[Collected data entries]

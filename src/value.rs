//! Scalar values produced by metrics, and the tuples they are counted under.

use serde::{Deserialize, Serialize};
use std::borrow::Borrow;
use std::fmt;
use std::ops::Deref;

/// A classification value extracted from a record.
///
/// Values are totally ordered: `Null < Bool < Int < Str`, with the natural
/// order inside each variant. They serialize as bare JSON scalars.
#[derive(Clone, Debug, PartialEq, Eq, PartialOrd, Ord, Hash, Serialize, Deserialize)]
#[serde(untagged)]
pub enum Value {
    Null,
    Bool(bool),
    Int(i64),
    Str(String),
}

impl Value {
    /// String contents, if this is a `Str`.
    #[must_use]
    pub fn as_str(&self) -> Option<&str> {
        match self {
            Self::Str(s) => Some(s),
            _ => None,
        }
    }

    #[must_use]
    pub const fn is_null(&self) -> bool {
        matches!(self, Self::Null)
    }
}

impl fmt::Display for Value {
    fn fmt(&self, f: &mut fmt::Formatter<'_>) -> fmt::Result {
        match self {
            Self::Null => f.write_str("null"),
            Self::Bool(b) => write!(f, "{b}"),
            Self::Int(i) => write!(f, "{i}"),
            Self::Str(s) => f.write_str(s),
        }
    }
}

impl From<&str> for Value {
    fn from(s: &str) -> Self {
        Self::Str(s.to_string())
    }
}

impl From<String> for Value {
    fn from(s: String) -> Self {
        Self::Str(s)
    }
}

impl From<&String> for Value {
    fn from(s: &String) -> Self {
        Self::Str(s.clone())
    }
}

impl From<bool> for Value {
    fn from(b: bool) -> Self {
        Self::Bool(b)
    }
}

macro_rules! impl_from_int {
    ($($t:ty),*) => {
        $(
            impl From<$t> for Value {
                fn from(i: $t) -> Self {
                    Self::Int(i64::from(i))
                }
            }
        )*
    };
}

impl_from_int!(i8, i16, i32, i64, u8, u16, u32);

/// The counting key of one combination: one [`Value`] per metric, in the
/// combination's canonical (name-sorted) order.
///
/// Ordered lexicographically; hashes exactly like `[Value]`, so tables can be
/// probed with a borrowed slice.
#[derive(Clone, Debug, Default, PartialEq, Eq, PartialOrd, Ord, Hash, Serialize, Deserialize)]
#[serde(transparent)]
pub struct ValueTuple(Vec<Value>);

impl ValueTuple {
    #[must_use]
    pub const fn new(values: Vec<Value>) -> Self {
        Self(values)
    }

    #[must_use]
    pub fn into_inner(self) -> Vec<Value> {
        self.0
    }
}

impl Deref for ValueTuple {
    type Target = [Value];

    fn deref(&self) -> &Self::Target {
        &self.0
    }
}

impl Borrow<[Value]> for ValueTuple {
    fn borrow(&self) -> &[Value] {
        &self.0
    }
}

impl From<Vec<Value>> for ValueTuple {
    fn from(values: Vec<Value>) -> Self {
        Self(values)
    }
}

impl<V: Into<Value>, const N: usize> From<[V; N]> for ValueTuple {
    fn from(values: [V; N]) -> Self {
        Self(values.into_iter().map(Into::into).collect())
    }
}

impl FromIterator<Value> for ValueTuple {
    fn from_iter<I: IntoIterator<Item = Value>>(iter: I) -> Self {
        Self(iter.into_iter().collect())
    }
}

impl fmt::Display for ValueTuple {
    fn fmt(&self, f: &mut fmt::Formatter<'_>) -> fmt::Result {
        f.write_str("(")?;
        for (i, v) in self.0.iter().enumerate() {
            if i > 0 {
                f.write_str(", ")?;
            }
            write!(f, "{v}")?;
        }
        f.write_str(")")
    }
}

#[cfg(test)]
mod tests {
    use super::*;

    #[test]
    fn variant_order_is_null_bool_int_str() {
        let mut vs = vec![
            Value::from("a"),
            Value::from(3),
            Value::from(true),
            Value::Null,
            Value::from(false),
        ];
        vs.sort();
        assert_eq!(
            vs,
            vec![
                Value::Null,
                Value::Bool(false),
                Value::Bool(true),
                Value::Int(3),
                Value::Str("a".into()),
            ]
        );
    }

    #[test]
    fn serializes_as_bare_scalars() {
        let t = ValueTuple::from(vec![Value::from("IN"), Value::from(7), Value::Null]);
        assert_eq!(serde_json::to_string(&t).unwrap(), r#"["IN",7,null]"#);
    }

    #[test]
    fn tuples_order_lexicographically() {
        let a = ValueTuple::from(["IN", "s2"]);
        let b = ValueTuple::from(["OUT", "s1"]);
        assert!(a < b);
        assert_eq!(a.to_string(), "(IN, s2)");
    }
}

==

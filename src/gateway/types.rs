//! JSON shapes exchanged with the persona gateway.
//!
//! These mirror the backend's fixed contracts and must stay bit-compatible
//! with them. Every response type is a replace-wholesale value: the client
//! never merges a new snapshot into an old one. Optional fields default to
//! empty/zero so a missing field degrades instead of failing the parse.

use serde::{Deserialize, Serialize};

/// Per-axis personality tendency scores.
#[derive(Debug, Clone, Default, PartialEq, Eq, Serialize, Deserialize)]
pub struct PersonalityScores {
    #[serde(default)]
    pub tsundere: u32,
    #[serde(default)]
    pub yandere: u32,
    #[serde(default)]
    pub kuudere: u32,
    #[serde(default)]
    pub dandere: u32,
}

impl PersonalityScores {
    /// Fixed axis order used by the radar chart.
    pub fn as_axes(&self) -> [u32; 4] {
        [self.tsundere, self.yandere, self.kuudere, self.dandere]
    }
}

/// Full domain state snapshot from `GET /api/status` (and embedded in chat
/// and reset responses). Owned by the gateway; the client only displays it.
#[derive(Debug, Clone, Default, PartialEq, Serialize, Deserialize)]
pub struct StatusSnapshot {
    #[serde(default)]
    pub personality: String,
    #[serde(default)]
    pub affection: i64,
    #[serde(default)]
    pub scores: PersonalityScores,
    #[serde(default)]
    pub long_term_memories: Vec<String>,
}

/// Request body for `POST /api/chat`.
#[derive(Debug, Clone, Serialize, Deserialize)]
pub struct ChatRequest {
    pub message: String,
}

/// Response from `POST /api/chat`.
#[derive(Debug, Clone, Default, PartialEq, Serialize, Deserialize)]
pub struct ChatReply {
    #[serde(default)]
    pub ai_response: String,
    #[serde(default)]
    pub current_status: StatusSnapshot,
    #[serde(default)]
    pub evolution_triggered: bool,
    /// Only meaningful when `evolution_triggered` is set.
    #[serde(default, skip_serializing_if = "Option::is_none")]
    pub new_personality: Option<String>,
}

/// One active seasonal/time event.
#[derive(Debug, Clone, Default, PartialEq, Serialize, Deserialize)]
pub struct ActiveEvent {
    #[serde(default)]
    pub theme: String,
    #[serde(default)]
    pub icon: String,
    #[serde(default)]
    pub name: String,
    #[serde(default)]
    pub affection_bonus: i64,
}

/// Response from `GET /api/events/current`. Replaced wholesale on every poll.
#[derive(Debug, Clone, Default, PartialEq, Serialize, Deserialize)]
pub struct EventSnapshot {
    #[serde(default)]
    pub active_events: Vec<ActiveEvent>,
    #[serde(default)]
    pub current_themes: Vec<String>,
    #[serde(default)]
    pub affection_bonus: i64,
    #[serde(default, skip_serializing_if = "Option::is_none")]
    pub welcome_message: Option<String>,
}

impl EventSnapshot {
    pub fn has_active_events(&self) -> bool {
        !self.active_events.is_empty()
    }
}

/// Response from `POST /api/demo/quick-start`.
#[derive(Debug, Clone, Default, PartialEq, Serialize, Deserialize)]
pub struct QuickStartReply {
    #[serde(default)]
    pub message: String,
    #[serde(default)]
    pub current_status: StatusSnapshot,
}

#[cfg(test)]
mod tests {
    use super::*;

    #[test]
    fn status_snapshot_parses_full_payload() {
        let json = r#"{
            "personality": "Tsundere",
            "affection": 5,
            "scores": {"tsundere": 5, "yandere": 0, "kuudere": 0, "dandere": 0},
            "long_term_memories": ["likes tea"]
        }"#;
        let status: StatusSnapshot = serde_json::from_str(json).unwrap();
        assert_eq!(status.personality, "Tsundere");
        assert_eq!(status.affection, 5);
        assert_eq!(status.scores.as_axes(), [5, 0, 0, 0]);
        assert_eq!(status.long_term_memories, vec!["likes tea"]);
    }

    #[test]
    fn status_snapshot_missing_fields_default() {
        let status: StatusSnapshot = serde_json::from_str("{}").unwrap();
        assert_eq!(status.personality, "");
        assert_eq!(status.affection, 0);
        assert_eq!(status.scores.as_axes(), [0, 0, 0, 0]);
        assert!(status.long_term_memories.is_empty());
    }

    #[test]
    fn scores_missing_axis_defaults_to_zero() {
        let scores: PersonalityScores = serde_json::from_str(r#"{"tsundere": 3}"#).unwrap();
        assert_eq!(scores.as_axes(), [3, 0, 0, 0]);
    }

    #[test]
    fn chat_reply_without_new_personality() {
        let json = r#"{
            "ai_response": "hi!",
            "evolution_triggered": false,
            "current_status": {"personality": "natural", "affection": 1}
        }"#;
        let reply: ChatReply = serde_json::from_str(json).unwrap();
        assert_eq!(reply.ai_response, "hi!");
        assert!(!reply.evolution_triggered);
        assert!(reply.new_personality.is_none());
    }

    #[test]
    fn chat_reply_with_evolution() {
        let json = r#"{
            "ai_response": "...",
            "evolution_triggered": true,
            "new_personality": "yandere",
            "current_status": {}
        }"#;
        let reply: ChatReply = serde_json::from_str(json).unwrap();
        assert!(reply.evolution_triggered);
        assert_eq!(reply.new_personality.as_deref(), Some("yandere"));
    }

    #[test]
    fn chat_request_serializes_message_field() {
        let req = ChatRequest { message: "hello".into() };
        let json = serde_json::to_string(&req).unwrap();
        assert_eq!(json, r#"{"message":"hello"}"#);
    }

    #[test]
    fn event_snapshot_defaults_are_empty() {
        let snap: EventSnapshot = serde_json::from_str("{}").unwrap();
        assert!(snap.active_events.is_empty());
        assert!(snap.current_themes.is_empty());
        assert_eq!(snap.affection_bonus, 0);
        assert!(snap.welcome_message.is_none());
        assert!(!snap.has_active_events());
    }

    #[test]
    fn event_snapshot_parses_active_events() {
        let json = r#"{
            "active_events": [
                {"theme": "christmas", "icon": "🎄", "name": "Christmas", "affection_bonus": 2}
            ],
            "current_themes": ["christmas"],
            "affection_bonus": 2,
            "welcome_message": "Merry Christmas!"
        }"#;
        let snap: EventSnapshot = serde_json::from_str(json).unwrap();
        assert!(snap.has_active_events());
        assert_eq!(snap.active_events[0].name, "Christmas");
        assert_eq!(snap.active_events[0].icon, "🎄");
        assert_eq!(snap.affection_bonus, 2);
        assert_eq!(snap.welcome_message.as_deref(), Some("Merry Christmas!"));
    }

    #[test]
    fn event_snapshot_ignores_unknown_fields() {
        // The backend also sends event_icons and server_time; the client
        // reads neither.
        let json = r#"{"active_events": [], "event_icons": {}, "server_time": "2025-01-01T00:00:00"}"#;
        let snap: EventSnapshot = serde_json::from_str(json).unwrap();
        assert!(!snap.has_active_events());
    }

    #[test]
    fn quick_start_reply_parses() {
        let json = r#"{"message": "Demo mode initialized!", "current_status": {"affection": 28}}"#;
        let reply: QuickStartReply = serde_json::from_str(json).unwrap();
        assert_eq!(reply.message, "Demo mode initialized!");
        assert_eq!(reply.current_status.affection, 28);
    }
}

- _How to complete this task_:
Take the stretch of lines above from the one containing "filename src/value.rs" through the one containing "bare JSON scalars." and repeat it exactly, adding no other line.

- _The answer_:
filename src/value.rs
//! Scalar values produced by metrics, and the tuples they are counted under.

use serde::{Deserialize, Serialize};
use std::borrow::Borrow;
use std::fmt;
use std::ops::Deref;

/// A classification value extracted from a record.
///
/// Values are totally ordered: `Null < Bool < Int < Str`, with the natural
/// order inside each variant. They serialize as bare JSON scalars.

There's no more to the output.